Nous traversons les villages de .... complètement détruits par le bombardement. Il n'est point difficile de détruire des habitations pareilles, construites en terre un obus démoli le village entier. Aussi voit on des maisons squelettes tenir debout par leurs charpentes.

Nous nous arrêtons à THORY, nous couchons à coté du cimetière.

 

Nous partons le 9 et prenons contact avec l'ennemi.

Les boches ont laissé un matériel important.

Le terrain est ravagé nous avons quelques difficultés à grimper sur le plateau qui se prolonge de PLESSIER jusqu'à la Somme.

Notre route à suivre est le bord du plateau. Sur la rive droite de l'Avre: difficultés à franchir après la 2eme attaque la résistance s'apaise seulement vers le 10 au matin.

Nous marchons disposés en échelon et en profondeur.

On se (illisible) à droite et a perte de vue on voit des troupes, à gauche pareil et les boches se sauvent. On se dirait aux grandes manœuvres. Nous prenons ........dans un verger dominant un village et le défendant les boches

Nous ont opposé une grande résistance. Nous avons pris la une 15aine de mitrailleuses qui toutes crachent la mort. Elles n'ont pas réussit quand même à causer des pertes dans nos rangs peu vulnérables.

 

Là tout se trouve, ils ont couché sous les arbres, le village a été dépouillé, que de vêtements civils d'homme ou femme sont répandus par terre. Ils ont été jusqu'à profaner l'église et on voit des vêtements de cérémonie religieuse qu'ils avaient apporté, soit pour se couvrir, soit pour en faire matelas.

 

Enfin ils se replient sur la plaine, à perte de vue on voit les troupes fuir en descente, nos mitrailleuses et nos 75 font du bel ouvrage.

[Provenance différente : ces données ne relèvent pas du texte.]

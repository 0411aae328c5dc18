// Written by the IQRF Gateway developers
// (C)Copyright IQRF Tech s.r.o.
// https://iqrf.org

//! Filesystem helpers shared by backup, restore and migration

use std::fs;
use std::io::{self, Read, Write};
use std::os::unix::fs::{PermissionsExt, symlink};
use std::path::{Path, PathBuf};

use sha2::{Digest, Sha256};
use walkdir::WalkDir;

fn walk_error(e: walkdir::Error) -> io::Error {
    let path = e.path().map(|p| p.display().to_string()).unwrap_or_default();
    e.into_io_error()
        .unwrap_or_else(|| io::Error::other(format!("filesystem loop at {}", path)))
}

/// Copies the contents of `src` into `dst`, keeping modes and symlinks.
/// Top-level names in `exclude` are skipped. Returns the number of files copied.
pub fn copy_tree(src: &Path, dst: &Path, exclude: &[&str]) -> io::Result<usize> {
    fs::create_dir_all(dst)?;
    let mut copied = 0;
    let walker = WalkDir::new(src)
        .min_depth(1)
        .into_iter()
        .filter_entry(|entry| entry.depth() != 1 || !exclude.iter().any(|name| entry.file_name() == *name));
    for entry in walker {
        let entry = entry.map_err(walk_error)?;
        let rel = entry.path().strip_prefix(src).unwrap_or(entry.path());
        let target = dst.join(rel);
        let file_type = entry.file_type();
        if file_type.is_dir() {
            fs::create_dir_all(&target)?;
            let mode = entry.metadata().map_err(walk_error)?.permissions().mode();
            fs::set_permissions(&target, fs::Permissions::from_mode(mode))?;
        } else if file_type.is_symlink() {
            if let Some(parent) = target.parent() {
                fs::create_dir_all(parent)?;
            }
            symlink(fs::read_link(entry.path())?, &target)?;
        } else if file_type.is_file() {
            if let Some(parent) = target.parent() {
                fs::create_dir_all(parent)?;
            }
            // fs::copy carries the permission bits over
            fs::copy(entry.path(), &target)?;
            copied += 1;
        }
    }
    Ok(copied)
}

/// Restricts every regular file below `dir` to mode 0600
pub fn make_private(dir: &Path) -> io::Result<usize> {
    if !dir.is_dir() {
        return Ok(0);
    }
    let mut changed = 0;
    for entry in WalkDir::new(dir).min_depth(1) {
        let entry = entry.map_err(walk_error)?;
        if entry.file_type().is_file() {
            fs::set_permissions(entry.path(), fs::Permissions::from_mode(0o600))?;
            changed += 1;
        }
    }
    Ok(changed)
}

/// A not-yet-existing sibling of `path`: `.<name>.<tag>-<uuid>`
pub fn sibling_path(path: &Path, tag: &str) -> PathBuf {
    let name = path
        .file_name()
        .map(|n| n.to_string_lossy().into_owned())
        .unwrap_or_else(|| "root".to_string());
    let file_name = format!(".{}.{}-{}", name, tag, uuid::Uuid::new_v4().simple());
    match path.parent() {
        Some(parent) => parent.join(file_name),
        None => PathBuf::from(file_name),
    }
}

/// Replaces `path` with `bytes` through a temporary sibling and a rename.
/// The previous file's mode is kept.
pub fn write_atomic(path: &Path, bytes: &[u8]) -> io::Result<()> {
    if let Some(parent) = path.parent() {
        fs::create_dir_all(parent)?;
    }
    let temp = sibling_path(path, "tmp");
    let result = (|| {
        let mut file = fs::File::create(&temp)?;
        file.write_all(bytes)?;
        file.sync_all()?;
        if let Ok(meta) = fs::metadata(path) {
            fs::set_permissions(&temp, meta.permissions())?;
        }
        fs::rename(&temp, path)
    })();
    if result.is_err() {
        let _ = fs::remove_file(&temp);
    }
    result
}

pub fn sha256_bytes(bytes: &[u8]) -> String {
    hex::encode(Sha256::digest(bytes))
}

pub fn sha256_file(path: &Path) -> io::Result<String> {
    let mut file = fs::File::open(path)?;
    let mut hasher = Sha256::new();
    let mut buffer = [0u8; 8192];
    loop {
        let read = file.read(&mut buffer)?;
        if read == 0 {
            break;
        }
        hasher.update(&buffer[..read]);
    }
    Ok(hex::encode(hasher.finalize()))
}

/// Digest over every path, file content and symlink below `root`, in a
/// stable order. A missing root digests as the empty tree.
pub fn tree_digest(root: &Path) -> io::Result<String> {
    let mut hasher = Sha256::new();
    if root.exists() {
        for entry in WalkDir::new(root).sort_by_file_name() {
            let entry = entry.map_err(walk_error)?;
            let rel = entry.path().strip_prefix(root).unwrap_or(entry.path());
            hasher.update(rel.to_string_lossy().as_bytes());
            hasher.update([0]);
            if entry.file_type().is_file() {
                hasher.update(sha256_file(entry.path())?.as_bytes());
            } else if entry.file_type().is_symlink() {
                hasher.update(fs::read_link(entry.path())?.to_string_lossy().as_bytes());
            }
            hasher.update([0]);
        }
    }
    Ok(hex::encode(hasher.finalize()))
}
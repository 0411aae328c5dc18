// Written by the IQRF Gateway developers
// (C)Copyright IQRF Tech s.r.o.
// https://iqrf.org

//! Services — init-system detection and service restarts after a restore

use std::process::Command;

use serde::Serialize;
use tracing::{info, warn};

/// Init system driving the gateway's services
#[derive(Debug, Clone, PartialEq, Eq, Serialize)]
#[serde(rename_all = "kebab-case")]
pub enum InitSystem {
    Systemd,
    DockerSupervisor,
    Unknown(String),
}

impl InitSystem {
    /// `auto` probes the host; anything unrecognised is kept as `Unknown`
    pub fn from_setting(value: &str) -> Self {
        match value.trim().to_lowercase().as_str() {
            "auto" | "" => detect(),
            "systemd" => InitSystem::Systemd,
            "docker-supervisor" | "supervisor" => InitSystem::DockerSupervisor,
            other => InitSystem::Unknown(other.to_string()),
        }
    }

    pub fn name(&self) -> &str {
        match self {
            InitSystem::Systemd => "systemd",
            InitSystem::DockerSupervisor => "docker-supervisor",
            InitSystem::Unknown(name) => name,
        }
    }

    /// The command restarting `service`, or `None` if this init system
    /// cannot be driven
    pub fn restart_command(&self, service: &str) -> Option<RestartCommand> {
        let (program, args) = match self {
            InitSystem::Systemd => ("systemctl", vec!["restart".to_string(), service.to_string()]),
            InitSystem::DockerSupervisor => ("supervisorctl", vec!["restart".to_string(), service.to_string()]),
            InitSystem::Unknown(_) => return None,
        };
        Some(RestartCommand {
            service: service.to_string(),
            program: program.to_string(),
            args,
        })
    }
}

impl std::fmt::Display for InitSystem {
    fn fmt(&self, f: &mut std::fmt::Formatter) -> std::fmt::Result {
        f.write_str(self.name())
    }
}

/// Probe the running init system
pub fn detect() -> InitSystem {
    if std::path::Path::new("/run/systemd/system").exists() {
        InitSystem::Systemd
    } else if std::path::Path::new("/etc/supervisor/supervisord.conf").exists()
        || std::path::Path::new("/etc/supervisord.conf").exists()
    {
        InitSystem::DockerSupervisor
    } else {
        // PID 1 name as final fallback
        match std::fs::read_to_string("/proc/1/comm") {
            Ok(comm) if comm.trim() == "systemd" => InitSystem::Systemd,
            Ok(comm) if comm.trim().starts_with("supervisord") => InitSystem::DockerSupervisor,
            Ok(comm) => InitSystem::Unknown(comm.trim().to_string()),
            Err(_) => InitSystem::Unknown("unknown".to_string()),
        }
    }
}

/// One service restart, computed by restore and executed by the caller
#[derive(Debug, Clone, PartialEq, Eq, Serialize)]
pub struct RestartCommand {
    pub service: String,
    pub program: String,
    pub args: Vec<String>,
}

impl std::fmt::Display for RestartCommand {
    fn fmt(&self, f: &mut std::fmt::Formatter) -> std::fmt::Result {
        write!(f, "{} {}", self.program, self.args.join(" "))
    }
}

/// Run a restart command
pub fn restart(cmd: &RestartCommand) -> Result<String, String> {
    let output = Command::new(&cmd.program)
        .args(&cmd.args)
        .output()
        .map_err(|e| format!("Failed to restart {}: {}", cmd.service, e))?;

    if output.status.success() {
        info!("Restarted {}", cmd.service);
        Ok(format!("{} restarted", cmd.service))
    } else {
        Err(String::from_utf8_lossy(&output.stderr).to_string())
    }
}

/// Run every restart, logging failures. Returns the services that failed.
pub fn restart_all(commands: &[RestartCommand]) -> Vec<String> {
    let mut failed = Vec::new();
    for cmd in commands {
        if let Err(e) = restart(cmd) {
            warn!("Failed to restart {}: {}", cmd.service, e.trim());
            failed.push(cmd.service.clone());
        }
    }
    failed
}

#[cfg(test)]
mod tests {
    use super::*;

    #[test]
    fn restart_commands_per_init_system() {
        let systemd = InitSystem::Systemd.restart_command("monit").unwrap();
        assert_eq!(systemd.to_string(), "systemctl restart monit");
        let supervisor = InitSystem::DockerSupervisor.restart_command("iqrf-gateway-daemon").unwrap();
        assert_eq!(supervisor.to_string(), "supervisorctl restart iqrf-gateway-daemon");
        assert!(InitSystem::Unknown("openrc".into()).restart_command("monit").is_none());
    }

    #[test]
    fn settings_values() {
        assert_eq!(InitSystem::from_setting("systemd"), InitSystem::Systemd);
        assert_eq!(InitSystem::from_setting("Docker-Supervisor"), InitSystem::DockerSupervisor);
        assert_eq!(InitSystem::from_setting("openrc"), InitSystem::Unknown("openrc".into()));
    }

    #[test]
    fn failed_restart_is_reported() {
        let cmd = RestartCommand {
            service: "nothing".into(),
            program: "/nonexistent/restart-tool".into(),
            args: vec![],
        };
        assert!(restart(&cmd).is_err());
        assert_eq!(restart_all(&[cmd]), vec!["nothing".to_string()]);
    }
}
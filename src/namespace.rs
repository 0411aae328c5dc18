// Written by the IQRF Gateway developers
// (C)Copyright IQRF Tech s.r.o.
// https://iqrf.org

//! Namespace table — every slice of the configuration tree the engine knows
//!
//! Each namespace owns one folder (or one bare file) at the archive root and
//! maps to live paths, a content check, the services to restart and whether
//! the host must reboot. The set is closed; archive paths outside it are
//! ignored by restore.

use std::path::PathBuf;

use serde::Serialize;

use crate::config::Settings;

/// Logical subsystem an operator toggles in a backup request
#[derive(Debug, Clone, Copy, PartialEq, Eq, Hash, Serialize)]
#[serde(rename_all = "lowercase")]
pub enum Subsystem {
    Iqrf,
    Mender,
    Monit,
    Pixla,
    Hostname,
    Journal,
    Network,
    Time,
    Metadata,
}

#[derive(Debug, Clone, Copy, PartialEq, Eq, Hash, PartialOrd, Ord, Serialize)]
#[serde(rename_all = "lowercase")]
pub enum Namespace {
    Daemon,
    DaemonDb,
    Scheduler,
    Controller,
    Translator,
    Uploader,
    CloudProvisioning,
    Mender,
    Monit,
    MMonit,
    Pixla,
    Host,
    Journal,
    Network,
    Time,
    Metadata,
}

#[derive(Debug, Clone, Copy, PartialEq, Eq)]
pub enum Layout {
    /// `<name>/<relative path>`
    Folder,
    /// a bare `<name>` file at the archive root
    SingleFile,
}

/// How restore checks a file before accepting it
#[derive(Debug, Clone, Copy, PartialEq, Eq)]
pub enum ContentKind {
    /// daemon component: JSON checked against the component's schema
    Component,
    /// scheduler task: JSON checked against the task schema
    SchedulerTask,
    /// JSON syntax only
    Json,
    Opaque,
    /// never restored from an archive
    Skipped,
}

/// Where a namespace lives on the host
#[derive(Debug, Clone, PartialEq, Eq)]
pub enum LiveTarget {
    /// A whole directory, replaced as one unit. Top-level names listed in
    /// `exclude` are neither archived nor restored; the live copies stay.
    /// Files below the `private` subdirectories are made owner-only.
    Directory {
        archive_dir: String,
        path: PathBuf,
        exclude: &'static [&'static str],
        private: &'static [&'static str],
    },
    File {
        archive_path: String,
        path: PathBuf,
    },
}

impl LiveTarget {
    pub fn archive_path(&self) -> &str {
        match self {
            LiveTarget::Directory { archive_dir, .. } => archive_dir,
            LiveTarget::File { archive_path, .. } => archive_path,
        }
    }

    pub fn live_path(&self) -> &PathBuf {
        match self {
            LiveTarget::Directory { path, .. } | LiveTarget::File { path, .. } => path,
        }
    }

    /// Same target with its archive location moved from `prefix` to the root
    pub fn rebased(self, prefix: &str) -> Self {
        let strip = |p: String| -> String {
            if p == prefix {
                String::new()
            } else {
                p.strip_prefix(&format!("{}/", prefix)).map(str::to_string).unwrap_or(p)
            }
        };
        match self {
            LiveTarget::Directory { archive_dir, path, exclude, private } => {
                LiveTarget::Directory { archive_dir: strip(archive_dir), path, exclude, private }
            }
            LiveTarget::File { archive_path, path } => LiveTarget::File { archive_path: strip(archive_path), path },
        }
    }
}

fn dir(
    archive_dir: &str,
    path: PathBuf,
    exclude: &'static [&'static str],
    private: &'static [&'static str],
) -> LiveTarget {
    LiveTarget::Directory { archive_dir: archive_dir.to_string(), path, exclude, private }
}

fn file(archive_path: &str, path: PathBuf) -> LiveTarget {
    LiveTarget::File { archive_path: archive_path.to_string(), path }
}

impl Namespace {
    pub fn all() -> &'static [Namespace] {
        &[
            Namespace::Daemon,
            Namespace::DaemonDb,
            Namespace::Scheduler,
            Namespace::Controller,
            Namespace::Translator,
            Namespace::Uploader,
            Namespace::CloudProvisioning,
            Namespace::Mender,
            Namespace::Monit,
            Namespace::MMonit,
            Namespace::Pixla,
            Namespace::Host,
            Namespace::Journal,
            Namespace::Network,
            Namespace::Time,
            Namespace::Metadata,
        ]
    }

    /// Folder (or file) name at the archive root
    pub fn archive_name(&self) -> &'static str {
        match self {
            Namespace::Daemon => "daemon",
            Namespace::DaemonDb => "daemon/DB",
            Namespace::Scheduler => "daemon/scheduler",
            Namespace::Controller => "controller",
            Namespace::Translator => "translator",
            Namespace::Uploader => "uploader",
            Namespace::CloudProvisioning => "cloudProv",
            Namespace::Mender => "mender",
            Namespace::Monit => "monit",
            Namespace::MMonit => "mmonit",
            Namespace::Pixla => "pixla",
            Namespace::Host => "host",
            Namespace::Journal => "journal",
            Namespace::Network => "nm",
            Namespace::Time => "timesyncd",
            Namespace::Metadata => "gateway",
        }
    }

    /// Older folder names still accepted on restore
    pub fn legacy_names(&self) -> &'static [&'static str] {
        match self {
            Namespace::Time => &["ntp"],
            _ => &[],
        }
    }

    pub fn layout(&self) -> Layout {
        match self {
            Namespace::MMonit => Layout::SingleFile,
            _ => Layout::Folder,
        }
    }

    pub fn subsystem(&self) -> Subsystem {
        match self {
            Namespace::Daemon
            | Namespace::DaemonDb
            | Namespace::Scheduler
            | Namespace::Controller
            | Namespace::Translator
            | Namespace::Uploader
            | Namespace::CloudProvisioning => Subsystem::Iqrf,
            Namespace::Mender => Subsystem::Mender,
            Namespace::Monit | Namespace::MMonit => Subsystem::Monit,
            Namespace::Pixla => Subsystem::Pixla,
            Namespace::Host => Subsystem::Hostname,
            Namespace::Journal => Subsystem::Journal,
            Namespace::Network => Subsystem::Network,
            Namespace::Time => Subsystem::Time,
            Namespace::Metadata => Subsystem::Metadata,
        }
    }

    /// Services to restart once this namespace has been restored
    pub fn services(&self) -> &'static [&'static str] {
        match self {
            Namespace::Daemon | Namespace::DaemonDb | Namespace::Scheduler => &["iqrf-gateway-daemon"],
            Namespace::Controller => &["iqrf-gateway-controller"],
            Namespace::Translator => &["iqrf-gateway-translator"],
            Namespace::Uploader => &["iqrf-gateway-uploader"],
            Namespace::CloudProvisioning => &["iqrf-cloud-provisioning"],
            Namespace::Mender => &["mender-client", "mender-connect"],
            Namespace::Monit | Namespace::MMonit => &["monit"],
            Namespace::Pixla => &["gwman-client"],
            Namespace::Host => &["systemd-hostnamed"],
            Namespace::Journal => &["systemd-journald"],
            Namespace::Network => &["NetworkManager"],
            Namespace::Time => &["systemd-timesyncd"],
            Namespace::Metadata => &[],
        }
    }

    /// Host name and network changes only take full effect after a reboot
    pub fn requires_reboot(&self) -> bool {
        matches!(self, Namespace::Host | Namespace::Network)
    }

    /// Content check for a file at `relative` inside this namespace
    pub fn content_kind(&self, relative: &str) -> ContentKind {
        let top_level = !relative.contains('/');
        let is_json = relative.ends_with(".json");
        match self {
            Namespace::Daemon if top_level && is_component_file(relative) => ContentKind::Component,
            Namespace::Daemon if top_level && is_json => ContentKind::Json,
            Namespace::Scheduler if relative == "schema" || relative.starts_with("schema/") => {
                ContentKind::Skipped
            }
            Namespace::Scheduler => ContentKind::SchedulerTask,
            Namespace::Controller | Namespace::Translator | Namespace::Uploader if relative == "config.json" => {
                ContentKind::Json
            }
            Namespace::Mender if relative == "mender.conf" || relative == "mender-connect.conf" => {
                ContentKind::Json
            }
            Namespace::Metadata if relative == "iqrf-gateway.json" => ContentKind::Json,
            _ => ContentKind::Opaque,
        }
    }

    /// Finds the namespace owning `archive_path` and the path inside it.
    /// Nested namespaces win over their parent; legacy folder names count.
    pub fn locate(archive_path: &str) -> Option<(Namespace, String)> {
        let path = archive_path.trim_matches('/');
        Namespace::all()
            .iter()
            .flat_map(|ns| {
                std::iter::once(ns.archive_name())
                    .chain(ns.legacy_names().iter().copied())
                    .map(move |name| (*ns, name))
            })
            .filter_map(|(ns, name)| {
                let relative = match ns.layout() {
                    Layout::SingleFile if path == name => Some(String::new()),
                    Layout::Folder => path
                        .strip_prefix(name)
                        .and_then(|rest| rest.strip_prefix('/'))
                        .filter(|rest| !rest.is_empty())
                        .map(str::to_string),
                    _ => None,
                };
                relative.map(|relative| (ns, name.len(), relative))
            })
            .max_by_key(|(_, len, _)| *len)
            .map(|(ns, _, relative)| (ns, relative))
    }

    /// Where a file at `relative` inside this namespace sits in an archive
    pub fn archive_path_of(&self, relative: &str) -> String {
        match self.layout() {
            Layout::SingleFile => self.archive_name().to_string(),
            Layout::Folder => format!("{}/{}", self.archive_name(), relative),
        }
    }

    /// Live locations of this namespace, in archive layout
    pub fn targets(&self, settings: &Settings) -> Vec<LiveTarget> {
        match self {
            Namespace::Daemon => {
                vec![dir("daemon", settings.daemon_config_dir.clone(), &["scheduler", "DB"], &["certs/core"])]
            }
            Namespace::DaemonDb => vec![dir("daemon/DB", settings.daemon_db_dir(), &[], &[])],
            Namespace::Scheduler => vec![dir("daemon/scheduler", settings.scheduler_dir(), &["schema"], &[])],
            Namespace::Controller => vec![dir("controller", settings.controller_dir.clone(), &[], &[])],
            Namespace::Translator => vec![dir("translator", settings.translator_dir.clone(), &[], &[])],
            Namespace::Uploader => vec![dir("uploader", settings.uploader_dir.clone(), &[], &[])],
            Namespace::CloudProvisioning => {
                vec![dir("cloudProv", settings.cloud_provisioning_dir.clone(), &[], &[])]
            }
            Namespace::Mender => vec![
                file("mender/mender.conf", settings.mender_dir.join("mender.conf")),
                file("mender/mender-connect.conf", settings.mender_dir.join("mender-connect.conf")),
            ],
            Namespace::Monit => vec![
                file("monit/monitrc", settings.monit_dir.join("monitrc")),
                dir("monit/conf.d", settings.monit_dir.join("conf.d"), &[], &[]),
            ],
            Namespace::MMonit => vec![file("mmonit", settings.monit_dir.join("mmonit"))],
            Namespace::Pixla => vec![dir("pixla", settings.pixla_dir.clone(), &[], &[])],
            Namespace::Host => vec![
                file("host/hostname", settings.hostname_file.clone()),
                file("host/hosts", settings.hosts_file.clone()),
            ],
            Namespace::Journal => vec![file("journal/journald.conf", settings.journald_conf.clone())],
            Namespace::Network => vec![
                file("nm/NetworkManager.conf", settings.network_manager_dir.join("NetworkManager.conf")),
                dir("nm/system-connections", settings.network_manager_dir.join("system-connections"), &[], &[""]),
            ],
            Namespace::Time => vec![file("timesyncd/timesyncd.conf", settings.timesyncd_conf.clone())],
            Namespace::Metadata => vec![file("gateway/iqrf-gateway.json", settings.gateway_info_file.clone())],
        }
    }
}

impl std::fmt::Display for Namespace {
    fn fmt(&self, f: &mut std::fmt::Formatter) -> std::fmt::Result {
        f.write_str(self.archive_name())
    }
}

/// `iqrf__MqttMessaging.json`, `iqrf__MqttMessaging_Aws.json`, `shape_ext__Tracer.json`, ...
fn is_component_file(name: &str) -> bool {
    let Some(stem) = name.strip_suffix(".json") else {
        return false;
    };
    let Some((domain, kind)) = stem.split_once("__") else {
        return false;
    };
    let word = |s: &str| !s.is_empty() && s.chars().all(|c| c.is_ascii_alphanumeric() || c == '_');
    word(domain) && word(kind)
}
// Written by the IQRF Gateway developers
// (C)Copyright IQRF Tech s.r.o.
// https://iqrf.org

//! Migration — move daemon configuration or scheduler tasks between gateways
//!
//! Both managers run the backup and restore pipelines narrowed to one
//! configuration root. Their archives hold that root's contents directly,
//! without a namespace folder.

use chrono::{SecondsFormat, Utc};
use tracing::info;

use crate::archive::ArchiveWriter;
use crate::backup::BackupError;
use crate::config::Settings;
use crate::fsutil;
use crate::lock::{ConfigLease, ConfigRoot};
use crate::namespace::{LiveTarget, Namespace};
use crate::restore::{RestoreCoordinator, RestoreError, RestoreOutcome, Scope, Upload};

/// An exported migration archive
#[derive(Debug, Clone)]
pub struct MigrationArchive {
    pub file_name: String,
    pub bytes: Vec<u8>,
    pub sha256: String,
}

fn timestamp() -> String {
    Utc::now().to_rfc3339_opts(SecondsFormat::Secs, true)
}

/// Zip up the directory target of `namespace` with its contents at the archive root
fn export(
    settings: &Settings,
    lease: &ConfigLease,
    namespace: Namespace,
    root: ConfigRoot,
    file_prefix: &str,
) -> Result<MigrationArchive, BackupError> {
    lease.covers(root)?;
    let mut writer = ArchiveWriter::in_memory();
    for target in namespace.targets(settings) {
        if let LiveTarget::Directory { path, exclude, .. } = target {
            if path.is_dir() {
                writer.add_folder(&path, "", exclude)?;
            }
        }
    }
    if writer.file_count() == 0 {
        return Err(BackupError::NothingToBackUp);
    }
    let files = writer.file_count();
    let bytes = writer.close()?.into_inner();
    let archive = MigrationArchive {
        file_name: format!("{}_{}.zip", file_prefix, timestamp()),
        sha256: fsutil::sha256_bytes(&bytes),
        bytes,
    };
    info!("Exported {} ({} files, {} bytes)", archive.file_name, files, archive.bytes.len());
    Ok(archive)
}

/// Whole daemon configuration directory
pub struct MigrationManager<'a> {
    settings: &'a Settings,
}

impl<'a> MigrationManager<'a> {
    pub fn new(settings: &'a Settings) -> Self {
        Self { settings }
    }

    pub fn download(&self, lease: &ConfigLease) -> Result<MigrationArchive, BackupError> {
        export(self.settings, lease, Namespace::Daemon, ConfigRoot::Daemon, "iqrf-gateway-configuration")
    }

    /// Validates every component file, then replaces the daemon configuration
    pub fn upload(&self, lease: &ConfigLease, upload: Upload) -> Result<RestoreOutcome, RestoreError> {
        RestoreCoordinator::with_scope(self.settings, Scope::Daemon).restore(lease, upload)
    }
}

/// Scheduler task store; its `schema/` folder stays with the gateway
pub struct SchedulerMigrationManager<'a> {
    settings: &'a Settings,
}

impl<'a> SchedulerMigrationManager<'a> {
    pub fn new(settings: &'a Settings) -> Self {
        Self { settings }
    }

    pub fn download(&self, lease: &ConfigLease) -> Result<MigrationArchive, BackupError> {
        export(self.settings, lease, Namespace::Scheduler, ConfigRoot::Scheduler, "iqrf-gateway-scheduler")
    }

    /// Validates every task, then replaces the task store
    pub fn upload(&self, lease: &ConfigLease, upload: Upload) -> Result<RestoreOutcome, RestoreError> {
        RestoreCoordinator::with_scope(self.settings, Scope::Scheduler).restore(lease, upload)
    }
}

De temps en temps nous rencontrons des boches tués sur leurs pièces. Ce que nous faisons c'est de la vraie manœuvre. Il fait chaud mais personne ne se plaint plus.

On marche, on court, le ravitaillement ne peut nous suivre encore et nous n'avons plus que les vivres de réserve. Heureusement que vers 3 heures nous arrivons à une gare de ravitaillement que les boches ont du abandonner(*)

Nous trouvons de vivres pour nous ravitailler.

Nous nous arrêtons le soir à GUERBIGNY. On mange, on boit et on ne songe a autre chose que partir de l'avant.

 

(*) Edouard MATTLINGER, un autre soldat du 132e décrit la même scène, sur son carnet de guerre, publié sur mon site : <<< ici <<<

 

Le 11 au matin nous attaquons de nouveau les boches se replient mais la lutte s'intensifie, des boches résistent, nous commençons à avoir des pertes.

Quelques blessés sont vite évacués. Nous progressons pas à pas car nous luttons dans les ravins de l'Avre presque partout boisés et où commencent les éléments de tranchées de 1917.

Apres 4 kilomètres d'avance nous avons fait de nombreux prisonniers. Nous sommes arrêtés devant l’ECHELLE-SAINT-AURIN.

La nuit se passe calme.

Le 11 août, le régiment a eu 39 tués et 99 blessés. (JMO)

 

Le matin nouvelle attaque, les mitrailleuses crachent partout. Impossible de progresser sans une nouvelle préparation d'artillerie, les boches se sont terrés.

Un peu fatigués nous passons en réserve à 100 mètres en arrière.

Là nous subissons les horreurs du bombardement j'ai à la 1/2section une escouade anéantie: la 8ème, le caporal en tête. Nous sommes dans une tranchée de 1 mètre tout le corps dépasse et nous recevons tous les obus.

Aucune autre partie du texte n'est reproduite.